Sicker than Fiction.


Sometimes I feel like I might be desensitized.  I write these weirdly twisted stories about secrets, many of which are sexual in nature and awfully deviant, and I wonder if I am sick in the head and I wonder if society has made me disturbed and if there is any cure for me.

And then I spend a few minutes reading the provocative news articles that go along with the attention-grabbing headlines on my news feed updater thing.

And I inevitably come accross something that shocks me.  Sickens me.  Scandalizes me.  Saddens me.  Scares me to tears.  Literally.

And it really happened.  It wasn't someone's imagination, but the nightmarish reality for some poor little girl somewhere, some young woman who made some poor choices and paid for it with the worst kind of humiliation and dehumanization imaginable. 

And I want to be wrapped up and I want to have never read the news article, and I want to pretend that these things, they only happen in tv shows and movies.  Violence for art's sake, shocking twists for a good show.  Moral transgressions that are layered with symbolism and tragic outcomes for the purpose of spiritual catharsis and higher-thinking.

Not random acts of violence, pointless, preventable, petty, and utterly devastating. 

And when I'm picturing myself in the shoes of these young women, I close my eyes and shiver.  When I feel the wave of panic that is only a shadow of what it would feel like to live the hell they lived before their murders or rapes or violent beating, I feel tears in my eyes, terror in my heart and grief so eep, so real, so helpless that I know I am not and probably never will be desensitized.  I feel it with an empathy that is raw and all too receptive.

And I shut it ut, and block my heart and turn my mind to other things, because the pain is too heavy, the worry too cumbersome, the grief too real.  If I opened myself up to it all the time I would be crushed under the weight of it, strangled by the overwhelming strength of it, diminished by the size of it.
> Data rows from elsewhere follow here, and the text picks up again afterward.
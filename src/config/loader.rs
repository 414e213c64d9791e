//! Configuration loading from files (std only).

use std::fs;
use std::path::Path;

use crate::error::{ConfigError, Error, Result};

use super::ArithConfig;

/// Load configuration from a TOML file.
///
/// # Errors
///
/// Returns an error if the file cannot be read, parsed or validated.
///
/// # Example
///
/// ```rust,ignore
/// use bounded_arith::load_config;
///
/// let arith = load_config("arith.toml")?.arithmetic()?;
/// ```
pub fn load_config<P: AsRef<Path>>(path: P) -> Result<ArithConfig> {
    let content = fs::read_to_string(path.as_ref())
        .map_err(|e| Error::Config(ConfigError::io(&e.to_string())))?;

    parse_config(&content)
}

/// Parse configuration from a TOML string.
///
/// # Errors
///
/// Returns an error if the TOML is invalid or fails validation.
pub fn parse_config(content: &str) -> Result<ArithConfig> {
    let config: ArithConfig =
        toml::from_str(content).map_err(|e| Error::Config(ConfigError::parse(e.message())))?;

    super::validation::validate_config(&config)?;

    Ok(config)
}
//! # bounded-arith
//!
//! Bounded integer arithmetic with range-checked operands and clamped results.
//!
//! ## Features
//!
//! - **Fail fast**: operands outside the domain are rejected before any arithmetic
//! - **Clamped results**: sums are capped at the upper bound, differences floored at the lower
//! - **Typed errors**: classify failures by [`ErrorKind`], not by message text
//! - **no_std compatible**: core library works without standard library
//! - **Configuration-driven**: describe custom bounds in TOML files
//!
//! ## Quick Start
//!
//! ```rust
//! use bounded_arith::{add, sub, ErrorKind};
//!
//! assert_eq!(add(50, 50)?, 100);
//! assert_eq!(add(70, 80)?, 100);
//! assert_eq!(sub(70, 80)?, 0);
//! assert_eq!(add(-10, 110).unwrap_err().kind(), ErrorKind::Range);
//! # Ok::<(), bounded_arith::Error>(())
//! ```
//!
//! ## Feature Flags
//!
//! - `std` (default): Enables file I/O and TOML parsing
//! - `defmt`: Enables defmt logging for embedded targets

#![cfg_attr(not(feature = "std"), no_std)]
#![warn(missing_docs)]
#![warn(clippy::all)]
#![deny(unsafe_code)]

// Core modules
pub mod arith;
pub mod bounds;
pub mod config;
pub mod error;
pub mod value;

// Re-exports for ergonomic API
pub use arith::{add, subtract, subtract as sub, BoundedArithmetic};
pub use bounds::Bounds;
pub use config::{validate_config, ArithConfig};
pub use error::{ConfigError, Error, ErrorKind, HttpError, RangeError, Result};
pub use value::Percent;

// Configuration loading (std only)
#[cfg(feature = "std")]
pub use config::{load_config, parse_config};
And, like many, I feel powerless to turn the tide against these sick, devastating private acts of criminal violence.  Alone, despite our numbers, useless despite our desire to help.
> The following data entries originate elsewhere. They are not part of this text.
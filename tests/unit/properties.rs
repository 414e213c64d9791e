//! Property tests for clamped arithmetic.

use bounded_arith::{add, subtract, BoundedArithmetic, Bounds, ErrorKind};
use proptest::prelude::*;

fn out_of_range() -> impl Strategy<Value = i64> {
    prop_oneof![i64::MIN..0i64, 101i64..=i64::MAX]
}

proptest! {
    #[test]
    fn add_is_min_of_sum_and_100(a in 0i64..=100, b in 0i64..=100) {
        prop_assert_eq!(add(a, b).unwrap(), (a + b).min(100));
    }

    #[test]
    fn subtract_is_max_of_difference_and_0(a in 0i64..=100, b in 0i64..=100) {
        prop_assert_eq!(subtract(a, b).unwrap(), (a - b).max(0));
    }

    #[test]
    fn repeated_calls_agree(a in 0i64..=100, b in 0i64..=100) {
        prop_assert_eq!(add(a, b), add(a, b));
        prop_assert_eq!(subtract(a, b), subtract(a, b));
    }

    #[test]
    fn bad_first_operand_fails(a in out_of_range(), b in any::<i64>()) {
        prop_assert_eq!(add(a, b).unwrap_err().kind(), ErrorKind::Range);
        prop_assert_eq!(subtract(a, b).unwrap_err().kind(), ErrorKind::Range);
    }

    #[test]
    fn bad_second_operand_fails(a in 0i64..=100, b in out_of_range()) {
        prop_assert!(add(a, b).unwrap_err().is_range());
        prop_assert!(subtract(a, b).unwrap_err().is_range());
    }

    #[test]
    fn results_stay_within_bounds(
        min in -1_000i64..=1_000,
        span in 0i64..=2_000,
        x in 0i64..=2_000,
        y in 0i64..=2_000,
    ) {
        let max = min + span;
        let arith = BoundedArithmetic::new(Bounds::new(min, max)).unwrap();
        let a = min + x.min(span);
        let b = min + y.min(span);
        let bounds = arith.bounds();
        prop_assert!(bounds.contains(arith.add(a, b).unwrap()));
        prop_assert!(bounds.contains(arith.subtract(a, b).unwrap()));
    }
}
And so it goes largely ignored, as we read instead about some celebrity getting thrown in the slammer for public drunkeness or some other such frivolous misdemeanor.

Because it is more manageable. 

Because that's the sort of crime we can look at and laugh at and live with.

The other stuff?

I honestly wonder how we hear it, read it, learn of it and can continue on unchanged.

And I am back to wondering if maybe I'm desensitized.  If society has made me sick...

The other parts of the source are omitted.